Apa yang dulu diprediksi Cak Nur pada 1990-an—bahwa akan muncul gelombang profesor dari kalangan santri—kini telah menjadi preseden. Santri-santri kini tidak lagi hanya menguasai fiqh dan kitab kuning; mereka telah menembus ruang-ruang akademik paling modern di dunia.

Kita mengenal Salahudin Kafrawi mengajar filsafat di Amerika, Eva Nisa mengkaji antropologi di Australia, dan Ismail Fajri Alatas di New York, serta Nadirsyah Hosen di Melbourne. Di spektrum sains dan teknologi, ada Muhammad Azis sebagai profesor teknik energi di Jepang, Hendro Wicaksono ahli sistem industri di Jerman, dan Bakhtiar Hasan yang menekuni biostatistika di Belgia.

Di dalam negeri, nama-nama seperti Burhan Muhtadi (pakar survei), Agus Zainal Arifin (ahli informatika ITS), hingga Ace Hasan Syadzily (Gubernur Lemhannas) menunjukkan betapa santri telah mengisi pos-pos strategis intelektual dan kenegaraan.

Namun, ramalan Cak Nur bukanlah sekadar soal gelar. Ini adalah tentang lahirnya generasi baru Islam Indonesia yang memiliki ciri khas, yaitu berpikir universal tanpa kehilangan akar spiritual.

Inilah realitas santri hari ini. Mereka adalah pribadi yang utuh. Mereka bisa memakai sarung sekaligus jas. Mereka mendengarkan Adele tanpa melupakan Umi Kulsum. Mereka mencium tangan Kiai di pagi hari dan tampil di seminar internasional pada siang harinya.

Mereka fasih membahas epistemologi sambil tetap bershalawat sebelum mengajar; mereka menulis jurnal ilmiah internasional sambil tetap mengkaji Ihya’ Ulumuddin.

Kini, gerbong itu bahkan melaju lebih jauh dari yang dibayangkan Cak Nur, melahirkan novelis, sutradara film, hingga penyelenggara konser jazz.

Memang, narasi ini memancarkan optimisme yang kuat.
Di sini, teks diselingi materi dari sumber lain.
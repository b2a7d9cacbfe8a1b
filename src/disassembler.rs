//! LR35902 Disassembler Module
//!
//! Converts binary machine code into human-readable assembly text using the same
//! opcode tables the CPU executes from.

pub mod decoder;
pub mod formatter;

pub use formatter::{format_fields, format_instruction, format_listing};

use crate::opcodes::OpcodeDescriptor;

/// A single disassembled instruction with full metadata
#[derive(Debug, Clone, PartialEq)]
pub struct Instruction {
    /// Address where this instruction starts
    pub address: u16,

    /// 0x00 for unprefixed opcodes, 0xCB for the CB table
    pub prefix: u8,

    /// The opcode byte value (0x00-0xFF)
    pub opcode: u8,

    /// Instruction mnemonic (e.g., "LD", "JR", "BIT"), or ".byte"
    pub mnemonic: &'static str,

    /// Table entry this instruction was decoded from; `None` for `.byte`
    pub descriptor: Option<&'static OpcodeDescriptor>,

    /// Displacement and immediate bytes, in program order
    pub operand_bytes: Vec<u8>,

    /// Total size in bytes (1-3)
    pub size_bytes: u8,
}

impl Instruction {
    /// A one-byte `.byte` entry for data the tables cannot decode.
    pub fn data_byte(address: u16, value: u8) -> Self {
        Self {
            address,
            prefix: 0,
            opcode: value,
            mnemonic: ".byte",
            descriptor: None,
            operand_bytes: Vec::new(),
            size_bytes: 1,
        }
    }
}

/// Options controlling disassembly output
#[derive(Debug, Clone, Copy, Default)]
pub struct DisassemblyOptions {
    /// Address of the first byte (affects address display and JR targets)
    pub start_address: u16,

    /// Whether listings include the raw instruction bytes
    pub hex_dump: bool,
}

/// Disassemble a byte slice into a vector of instructions
///
/// Illegal opcodes become one-byte `.byte` entries. An instruction cut off by
/// the end of `bytes` ends the listing: it and everything after it come out
/// as `.byte` entries. Every input byte is accounted for.
///
/// # Examples
///
/// ```
/// use lr35902::{disassemble, format_instruction, DisassemblyOptions};
///
/// let code = [0x3E, 0x42, 0xCB, 0x7C, 0xD3];
/// let lines: Vec<String> = disassemble(&code, DisassemblyOptions::default())
///     .iter()
///     .map(format_instruction)
///     .collect();
///
/// assert_eq!(lines, ["LD A,$42", "BIT 7,H", ".byte $D3"]);
/// ```
pub fn disassemble(bytes: &[u8], options: DisassemblyOptions) -> Vec<Instruction> {
    let mut instructions = Vec::new();
    let mut pc = 0;
    let mut address = options.start_address;

    while pc < bytes.len() {
        let rest = &bytes[pc..];
        if decoder::is_truncated(rest) {
            for &value in rest {
                instructions.push(Instruction::data_byte(address, value));
                address = address.wrapping_add(1);
            }
            break;
        }

        let instr = decoder::decode_instruction(rest, address)
            .unwrap_or_else(|| Instruction::data_byte(address, rest[0]));

        pc += instr.size_bytes as usize;
        address = address.wrapping_add(instr.size_bytes as u16);
        instructions.push(instr);
    }

    instructions
}

#[cfg(test)]
mod tests {
    use super::*;

    #[test]
    fn test_disassemble_empty() {
        let bytes = &[];
        let instructions = disassemble(bytes, DisassemblyOptions::default());
        assert_eq!(instructions.len(), 0);
    }

    #[test]
    fn test_disassemble_addresses_follow_lengths() {
        let bytes = &[0x00, 0x21, 0x34, 0x12, 0xCB, 0x11, 0xC9];
        let options = DisassemblyOptions {
            start_address: 0x0100,
            ..Default::default()
        };
        let addresses: Vec<u16> = disassemble(bytes, options)
            .iter()
            .map(|i| i.address)
            .collect();
        assert_eq!(addresses, [0x0100, 0x0101, 0x0104, 0x0106]);
    }

    #[test]
    fn test_truncated_tail_becomes_data() {
        // JP a16 missing its high byte
        let instructions = disassemble(&[0xC3, 0x50], DisassemblyOptions::default());
        assert_eq!(instructions.len(), 2);
        assert!(instructions.iter().all(|i| i.mnemonic == ".byte"));
        assert_eq!(instructions[1].address, 1);
    }

    #[test]
    fn test_truncated_prefix_and_operands_stay_data() {
        let instructions = disassemble(&[0x00, 0x21, 0x34], DisassemblyOptions::default());
        let mnemonics: Vec<&str> = instructions.iter().map(|i| i.mnemonic).collect();
        assert_eq!(mnemonics, ["NOP", ".byte", ".byte"]);

        let instructions = disassemble(&[0xCB], DisassemblyOptions::default());
        assert_eq!(instructions.len(), 1);
        assert_eq!(instructions[0].mnemonic, ".byte");
    }
}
Namun jika kita menelisik lebih dalam di balik pesona tersebut, kita akan menemukan lapisan tantangan yang jauh lebih kompleks.

Para santri sejatinya ini memikul “beban ganda”. Di forum akademik global, mereka harus bekerja ekstra untuk membuktikan bahwa rasionalitas mereka tidak tumpul oleh iman. Sebaliknya, di tengah komunitasnya, mereka harus terus meyakinkan bahwa iman mereka tidak luntur oleh nalar kritis yang mereka adopsi.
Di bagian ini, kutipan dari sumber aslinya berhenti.